Semoga kalian suka dan kalian puas dengan kisah yang aku sajikan kali ini?????Sebelum membaca kalian bisa pencet love atau follow terlebih dahulu, karena pencet love dan follow itu gratis gaiss, gratisss tiss tisss
Ayo pencet sekarang, aku tunggu sampai lima menit yaa...
.
.
.
.
.
Sudah lima menit, kuyy sekarang nikmati kisah Safir dan Aruna yang menggemaskan??????
♥️♥️♥️♥️♥️♥️♥️♥️♥️♥️♥️♥️♥️♥️
Pagi-pagi sekali Aruna dan Safir sudah hampir sampai di kota masa kecilnya dulu. Meski sudah bertahun-tahun dirinya tak berkunjung, tapi jalan dan gang ia masih sangat mengingat.
"Kita ke penginapan dulu aja, kamu kelihatan nggak sehat." Safir mengusap puncak kepala Aruna.
Aruna mengangguk, kepalanya memang terasa sangat nyut-nyutan dan badannya terasa sakit semua.
"Pak, ke villa sekarang. Agak cepat, nggak apa-apa jalanan masih lenggang, " ucap Safir pada sopir yang ia bawa. Perjalanan menuju villa masih membutuhkan waktu sekitar satu sampai dua jam lagi.
"Baik, Pak Safir."
Safir dan Aruna sepakat memilih Villa karena dekat dengan lokasi pemotretan prewedding mereka nanti. Selain di pantai dan in door, mereka juga ingin di tempat-tempat yang memiliki pemandangan indah dan lingkungan Villa yang berada di sekitar puncak dan memiliki suasana sangatrindang sangat cocok dengan kriteria pilihan mereka.
Sampai di Villa jam menunjukkan pukul 5 pagi. Pak Roni —sopir yang Safir bawa langsung sigap membantu menurunkan berbagai barang-barang yang mereka bawa.
Sedangkan Safir, dia mengangkat tubuh Aruna yang sudah terlelap kembali masuk kedalam villa agar tidurnya bisa lebih nyaman.

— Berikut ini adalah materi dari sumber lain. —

//! These structs provide the CLI interface for the tracpro CLI.

use crate::model::{Amount, CategoryKind, Theme};
use clap::{Parser, Subcommand, ValueEnum};
use serde::{Deserialize, Serialize};
use std::convert::Infallible;
use std::fmt::{Display, Formatter};
use std::ops::Deref;
use std::path::{Path, PathBuf};
use std::str::FromStr;
use tracing::error;
use tracing_subscriber::filter::LevelFilter;

/// tracpro: A personal expense tracker that keeps its data in a Google sheet.
///
/// Every expense you add is appended to a sheet named after its month, e.g. "November 2025", in a
/// spreadsheet that tracpro creates for you (or one you point it at). Your expense types, payment
/// types and the people who pay are kept in a hidden sheet of the same spreadsheet, so every device
/// that connects to it sees the same lists.
///
/// You will need Google OAuth client credentials for a desktop app. Run `tracpro init` with the
/// downloaded file, then `tracpro connect`.
#[derive(Debug, Parser, Clone)]
pub struct Args {
    #[clap(flatten)]
    common: Common,

    #[command(subcommand)]
    command: Command,
}

impl Args {
    pub fn new(common: Common, command: Command) -> Self {
        Self { common, command }
    }

    pub fn common(&self) -> &Common {
        &self.common
    }

    pub fn command(&self) -> &Command {
        &self.command
    }
}

#[derive(Subcommand, Debug, Clone)]
pub enum Command {
    /// Create the data directory and initialize the configuration files.
    ///
    /// This is the first command you should run. Create OAuth client credentials of type "Desktop
    /// app" in the Google Cloud Console, with the Google Sheets API enabled, download them and
    /// pass the file as --client-secret.
    Init(InitArgs),
    /// Sign in with Google and connect to your expense spreadsheet, creating one if needed.
    Connect,
    /// Connect to an existing spreadsheet by its id or URL.
    ConnectSheet(ConnectSheetArgs),
    /// Create a new expense spreadsheet and connect to it.
    CreateSheet(CreateSheetArgs),
    /// Sign out and revoke the Google token. The spreadsheet stays remembered.
    SignOut,
    /// Show the signed-in Google user.
    Whoami,
    /// Show what tracpro knows without contacting Google.
    Status,
    /// Add an expense.
    Add(AddArgs),
    /// Show this month's most recent expenses.
    Recent(RecentArgs),
    /// Show or change the expense types, payment types and users.
    Categories(CategoriesArgs),
    /// Show or change the display theme.
    Theme(ThemeArgs),
}

/// Arguments common to all subcommands.
#[derive(Debug, Parser, Clone)]
pub struct Common {
    /// The logging verbosity. One of, from least to most verbose:
    /// off, error, warn, info, debug, trace
    ///
    /// This can be overridden by RUST_LOG.
    #[arg(long, default_value_t = LevelFilter::INFO)]
    log_level: LevelFilter,

    /// The directory where tracpro configuration and its cache are held. Defaults to ~/tracpro
    #[arg(long, env = "TRACPRO_HOME", default_value_t = default_tracpro_home())]
    tracpro_home: DisplayPath,
}

impl Common {
    pub fn new(log_level: LevelFilter, tracpro_home: PathBuf) -> Self {
        Self {
            log_level,
            tracpro_home: tracpro_home.into(),
        }
    }

    pub fn log_level(&self) -> LevelFilter {
        self.log_level
    }

    pub fn tracpro_home(&self) -> &DisplayPath {
        &self.tracpro_home
    }
}

/// (Not shown): Args for the `tracpro init` command.
#[derive(Debug, Parser, Clone)]
pub struct InitArgs {
    /// The path to your downloaded OAuth client credentials. This file will be copied to the
    /// default secrets location in the main data directory.
    #[arg(long)]
    client_secret: PathBuf,
}

impl InitArgs {
    pub fn new(client_secret: impl Into<PathBuf>) -> Self {
        Self {
            client_secret: client_secret.into(),
        }
    }

    pub fn client_secret(&self) -> &Path {
        &self.client_secret
    }
}

/// (Not shown): Args for the `tracpro connect-sheet` command.
#[derive(Debug, Parser, Clone)]
pub struct ConnectSheetArgs {
    /// The spreadsheet id, or its URL, e.g.
    /// https://docs.google.com/spreadsheets/d/1a7Km9FxQwRbPt82JvN4LzYpH5OcGnWsT6iDuE3VhMjX/edit
    id_or_url: String,
}

impl ConnectSheetArgs {
    pub fn new(id_or_url: impl Into<String>) -> Self {
        Self {
            id_or_url: id_or_url.into(),
        }
    }

    pub fn id_or_url(&self) -> &str {
        &self.id_or_url
    }
}

/// (Not shown): Args for the `tracpro create-sheet` command.
#[derive(Debug, Parser, Clone)]
pub struct CreateSheetArgs {
    /// The title of the new spreadsheet. Defaults to the `default_sheet_title` in config.json.
    #[arg(long)]
    title: Option<String>,
}

impl CreateSheetArgs {
    pub fn new(title: Option<String>) -> Self {
        Self { title }
    }

    pub fn title(&self) -> Option<&str> {
        self.title.as_deref()
    }
}

/// (Not shown): Args for the `tracpro add` command.
#[derive(Debug, Parser, Clone)]
pub struct AddArgs {
    /// The amount, e.g. 249.50. A leading currency symbol and thousands separators are allowed.
    #[arg(long)]
    amount: Amount,

    /// The expense type, e.g. Groceries.
    #[arg(long)]
    expense_type: String,

    /// The payment type, e.g. UPI.
    #[arg(long)]
    payment_type: String,

    /// Who paid. Defaults to whoever paid for the last expense added on this machine.
    #[arg(long)]
    paid_by: Option<String>,

    /// The date of the expense as DD-MM-YYYY. Defaults to today.
    #[arg(long)]
    date: Option<String>,

    /// Free text, up to 200 characters.
    #[arg(long)]
    remarks: Option<String>,
}

impl AddArgs {
    pub fn new(
        amount: Amount,
        expense_type: impl Into<String>,
        payment_type: impl Into<String>,
    ) -> Self {
        Self {
            amount,
            expense_type: expense_type.into(),
            payment_type: payment_type.into(),
            paid_by: None,
            date: None,
            remarks: None,
        }
    }

    pub fn with_paid_by(mut self, paid_by: impl Into<String>) -> Self {
        self.paid_by = Some(paid_by.into());
        self
    }

    pub fn with_date(mut self, date: impl Into<String>) -> Self {
        self.date = Some(date.into());
        self
    }

    pub fn with_remarks(mut self, remarks: impl Into<String>) -> Self {
        self.remarks = Some(remarks.into());
        self
    }

    pub fn amount(&self) -> Amount {
        self.amount
    }

    pub fn expense_type(&self) -> &str {
        &self.expense_type
    }

    pub fn payment_type(&self) -> &str {
        &self.payment_type
    }

    pub fn paid_by(&self) -> Option<&str> {
        self.paid_by.as_deref()
    }

    pub fn date(&self) -> Option<&str> {
        self.date.as_deref()
    }

    pub fn remarks(&self) -> Option<&str> {
        self.remarks.as_deref()
    }
}

/// (Not shown): Args for the `tracpro recent` command.
#[derive(Debug, Parser, Clone)]
pub struct RecentArgs {
    /// How many expenses to show. Defaults to the `recent_limit` in config.json.
    #[arg(long)]
    limit: Option<usize>,

    /// Show the expenses cached by the last refresh without contacting Google.
    #[arg(long)]
    cached: bool,
}

impl RecentArgs {
    pub fn new(limit: Option<usize>, cached: bool) -> Self {
        Self { limit, cached }
    }

    pub fn limit(&self) -> Option<usize> {
        self.limit
    }

    pub fn cached(&self) -> bool {
        self.cached
    }
}

/// (Not shown): Args for the `tracpro categories` command.
#[derive(Debug, Parser, Clone)]
pub struct CategoriesArgs {
    #[command(subcommand)]
    action: CategoriesAction,
}

impl CategoriesArgs {
    pub fn new(action: CategoriesAction) -> Self {
        Self { action }
    }

    pub fn action(&self) -> &CategoriesAction {
        &self.action
    }
}

#[derive(Subcommand, Debug, Clone)]
pub enum CategoriesAction {
    /// Show the lists.
    Show {
        /// Read the lists from the spreadsheet instead of the cache.
        #[arg(long)]
        refresh: bool,
    },
    /// Replace all three lists at once. Each list is comma-separated.
    Set {
        #[arg(long, value_delimiter = ',', required = true)]
        expense_types: Vec<String>,
        #[arg(long, value_delimiter = ',', required = true)]
        payment_types: Vec<String>,
        #[arg(long, value_delimiter = ',', required = true)]
        users: Vec<String>,
    },
    /// Add a name to one list.
    Add { kind: CategoryKind, name: String },
    /// Remove a name from one list.
    Remove { kind: CategoryKind, name: String },
}

/// (Not shown): Args for the `tracpro theme` command.
#[derive(Debug, Parser, Clone)]
pub struct ThemeArgs {
    /// Omit to show the current theme.
    choice: Option<ThemeChoice>,
}

impl ThemeArgs {
    pub fn new(choice: Option<ThemeChoice>) -> Self {
        Self { choice }
    }

    pub fn choice(&self) -> Option<ThemeChoice> {
        self.choice
    }
}

#[derive(Debug, Clone, Copy, Eq, PartialEq, Serialize, Deserialize, ValueEnum)]
#[serde(rename_all = "lowercase")]
pub enum ThemeChoice {
    Light,
    Dark,
    Toggle,
}

impl ThemeChoice {
    /// The theme to switch to, or `None` for toggle.
    pub fn theme(self) -> Option<Theme> {
        match self {
            ThemeChoice::Light => Some(Theme::Light),
            ThemeChoice::Dark => Some(Theme::Dark),
            ThemeChoice::Toggle => None,
        }
    }
}

fn default_tracpro_home() -> DisplayPath {
    DisplayPath(match dirs::home_dir() {
        Some(home) => home.join("tracpro"),
        None => {
            error!(
                "There was an error when trying to get your home directory. You can get around \
                this by providing --tracpro-home or TRACPRO_HOME instead of relying on the default \
                tracpro home directory. If you continue using the program right now, you may have \
                problems!",
            );
            PathBuf::from("tracpro")
        }
    })
}

#[derive(Debug, Default, Clone, Eq, PartialEq, Ord, PartialOrd, Hash)]
pub struct DisplayPath(PathBuf);

impl From<PathBuf> for DisplayPath {
    fn from(value: PathBuf) -> Self {
        DisplayPath(value)
    }
}

impl Deref for DisplayPath {
    type Target = Path;

    fn deref(&self) -> &Self::Target {
        &self.0
    }
}

impl AsRef<Path> for DisplayPath {
    fn as_ref(&self) -> &Path {
        &self.0
    }
}

impl Display for DisplayPath {
    fn fmt(&self, f: &mut Formatter<'_>) -> std::fmt::Result {
        write!(f, "{}", self.0.to_string_lossy())
    }
}

impl FromStr for DisplayPath {
    type Err = Infallible;

    fn from_str(s: &str) -> Result<Self, Self::Err> {
        Ok(Self(PathBuf::from(s)))
    }
}

impl DisplayPath {
    pub fn new(path: PathBuf) -> Self {
        Self(path)
    }

    pub fn path(&self) -> &Path {
        &self.0
    }
}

Safir melepas sepatu yang Aruna pakai dan menyelimuti tubuhnya. Aruna pasti sangat kelelahan karena seharian tak istirahat, di tambah Cila yang mendadak sakit dan rewel.
Safir sebenarnya kasihan melihat Aruna mengurus Cila sendiri tanpa bantuan baby sitter. Tapi, ia masih belum menemuka baby sitter yang benar-benar bisa Safir percaya untuk membantu Aruna mengurus Cila.
Perlahan mata indah Aruna mulai terbuka. "Loh sudah sampai."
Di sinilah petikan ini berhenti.